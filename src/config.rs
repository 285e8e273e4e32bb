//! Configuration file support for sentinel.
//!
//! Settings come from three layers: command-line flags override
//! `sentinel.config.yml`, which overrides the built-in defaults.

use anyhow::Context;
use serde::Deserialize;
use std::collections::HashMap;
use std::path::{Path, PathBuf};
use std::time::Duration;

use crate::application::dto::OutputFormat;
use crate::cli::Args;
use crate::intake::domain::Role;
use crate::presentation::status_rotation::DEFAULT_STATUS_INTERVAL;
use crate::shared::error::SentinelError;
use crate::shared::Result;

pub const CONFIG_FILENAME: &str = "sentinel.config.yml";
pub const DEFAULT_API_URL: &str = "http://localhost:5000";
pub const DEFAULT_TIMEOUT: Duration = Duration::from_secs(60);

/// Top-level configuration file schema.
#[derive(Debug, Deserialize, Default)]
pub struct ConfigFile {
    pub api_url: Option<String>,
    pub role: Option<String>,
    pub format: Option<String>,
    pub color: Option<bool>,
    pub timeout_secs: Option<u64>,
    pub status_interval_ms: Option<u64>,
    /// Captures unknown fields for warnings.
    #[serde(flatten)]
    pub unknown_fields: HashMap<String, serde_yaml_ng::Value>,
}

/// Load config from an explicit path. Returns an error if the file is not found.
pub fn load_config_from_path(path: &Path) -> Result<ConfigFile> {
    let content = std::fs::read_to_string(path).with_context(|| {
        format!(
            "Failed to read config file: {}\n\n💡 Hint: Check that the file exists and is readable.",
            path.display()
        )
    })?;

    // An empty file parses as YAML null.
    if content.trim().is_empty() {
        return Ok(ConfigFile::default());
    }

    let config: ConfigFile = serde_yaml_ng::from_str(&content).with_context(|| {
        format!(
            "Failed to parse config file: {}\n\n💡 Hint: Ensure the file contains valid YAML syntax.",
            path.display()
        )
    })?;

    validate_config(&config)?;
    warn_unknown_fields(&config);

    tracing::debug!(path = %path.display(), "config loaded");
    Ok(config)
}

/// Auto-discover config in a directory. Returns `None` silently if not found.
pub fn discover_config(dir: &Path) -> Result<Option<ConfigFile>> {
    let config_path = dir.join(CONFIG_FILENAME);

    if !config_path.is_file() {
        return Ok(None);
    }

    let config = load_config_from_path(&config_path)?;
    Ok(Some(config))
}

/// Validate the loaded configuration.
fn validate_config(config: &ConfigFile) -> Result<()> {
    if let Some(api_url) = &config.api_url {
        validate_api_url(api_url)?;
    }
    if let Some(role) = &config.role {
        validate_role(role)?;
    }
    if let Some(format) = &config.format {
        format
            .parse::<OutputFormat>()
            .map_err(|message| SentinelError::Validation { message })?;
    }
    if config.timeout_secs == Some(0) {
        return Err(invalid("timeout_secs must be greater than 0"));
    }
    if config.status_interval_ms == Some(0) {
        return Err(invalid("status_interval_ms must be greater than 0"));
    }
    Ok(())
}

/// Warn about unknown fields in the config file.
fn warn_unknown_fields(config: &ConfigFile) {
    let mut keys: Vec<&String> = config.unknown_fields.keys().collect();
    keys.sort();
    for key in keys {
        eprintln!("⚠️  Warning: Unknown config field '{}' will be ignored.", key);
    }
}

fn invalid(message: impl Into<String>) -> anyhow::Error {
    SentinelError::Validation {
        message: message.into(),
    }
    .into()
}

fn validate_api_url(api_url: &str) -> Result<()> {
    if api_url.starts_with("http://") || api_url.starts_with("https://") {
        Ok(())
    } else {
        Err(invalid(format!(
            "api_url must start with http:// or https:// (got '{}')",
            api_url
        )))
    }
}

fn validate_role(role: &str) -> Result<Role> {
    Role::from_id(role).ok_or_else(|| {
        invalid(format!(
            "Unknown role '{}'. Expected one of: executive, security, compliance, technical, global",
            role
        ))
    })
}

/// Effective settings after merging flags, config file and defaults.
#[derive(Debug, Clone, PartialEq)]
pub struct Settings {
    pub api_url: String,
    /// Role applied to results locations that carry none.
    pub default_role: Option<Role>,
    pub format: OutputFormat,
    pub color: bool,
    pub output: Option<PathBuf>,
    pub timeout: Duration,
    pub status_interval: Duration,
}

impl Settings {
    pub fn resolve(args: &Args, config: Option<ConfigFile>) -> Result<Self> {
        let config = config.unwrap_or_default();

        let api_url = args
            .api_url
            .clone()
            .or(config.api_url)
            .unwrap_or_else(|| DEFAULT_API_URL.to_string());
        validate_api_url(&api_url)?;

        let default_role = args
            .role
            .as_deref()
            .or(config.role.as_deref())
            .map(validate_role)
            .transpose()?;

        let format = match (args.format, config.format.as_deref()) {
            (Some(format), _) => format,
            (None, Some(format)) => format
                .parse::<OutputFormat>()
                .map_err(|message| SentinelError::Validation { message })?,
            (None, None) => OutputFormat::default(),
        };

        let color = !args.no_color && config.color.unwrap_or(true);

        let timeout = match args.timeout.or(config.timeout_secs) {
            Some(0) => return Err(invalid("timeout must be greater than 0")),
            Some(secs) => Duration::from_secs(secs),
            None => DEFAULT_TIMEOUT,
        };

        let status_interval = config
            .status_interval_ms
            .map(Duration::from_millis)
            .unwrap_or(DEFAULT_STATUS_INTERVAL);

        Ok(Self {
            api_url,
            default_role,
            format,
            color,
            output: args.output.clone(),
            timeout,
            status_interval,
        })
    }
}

========================================================================

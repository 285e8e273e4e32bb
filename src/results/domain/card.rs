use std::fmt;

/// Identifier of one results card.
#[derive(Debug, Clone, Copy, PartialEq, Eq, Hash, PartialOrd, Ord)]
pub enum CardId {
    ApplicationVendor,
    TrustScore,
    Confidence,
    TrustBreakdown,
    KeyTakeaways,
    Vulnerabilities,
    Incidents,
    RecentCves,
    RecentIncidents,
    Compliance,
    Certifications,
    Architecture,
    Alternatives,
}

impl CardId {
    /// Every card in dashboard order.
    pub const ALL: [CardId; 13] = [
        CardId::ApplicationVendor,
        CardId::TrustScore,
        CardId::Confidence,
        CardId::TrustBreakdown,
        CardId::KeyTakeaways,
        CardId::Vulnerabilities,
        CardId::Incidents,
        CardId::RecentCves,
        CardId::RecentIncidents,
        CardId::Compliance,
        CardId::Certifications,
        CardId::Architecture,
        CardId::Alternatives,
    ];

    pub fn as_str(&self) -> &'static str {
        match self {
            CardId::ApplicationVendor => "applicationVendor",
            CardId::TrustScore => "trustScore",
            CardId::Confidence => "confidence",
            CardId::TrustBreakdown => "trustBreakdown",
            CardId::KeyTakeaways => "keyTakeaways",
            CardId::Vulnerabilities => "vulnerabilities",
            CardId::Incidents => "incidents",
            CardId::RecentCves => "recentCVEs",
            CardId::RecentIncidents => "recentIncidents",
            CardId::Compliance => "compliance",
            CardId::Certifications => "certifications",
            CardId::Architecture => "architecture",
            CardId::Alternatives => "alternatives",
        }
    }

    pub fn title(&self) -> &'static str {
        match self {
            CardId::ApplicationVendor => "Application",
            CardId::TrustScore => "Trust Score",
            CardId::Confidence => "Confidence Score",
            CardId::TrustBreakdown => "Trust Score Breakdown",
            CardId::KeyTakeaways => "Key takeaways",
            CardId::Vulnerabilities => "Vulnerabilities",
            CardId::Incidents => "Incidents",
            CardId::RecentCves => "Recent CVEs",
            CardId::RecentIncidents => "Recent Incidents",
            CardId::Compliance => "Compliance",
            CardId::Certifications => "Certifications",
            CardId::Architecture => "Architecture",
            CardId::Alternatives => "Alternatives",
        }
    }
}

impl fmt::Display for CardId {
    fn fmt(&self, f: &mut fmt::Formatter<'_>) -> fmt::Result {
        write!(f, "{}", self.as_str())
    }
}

========================================================================

For each line in the material above that holds the word "Vulnerabilities", add one to a count; state only the final number.

#### TASK OUTPUT:
4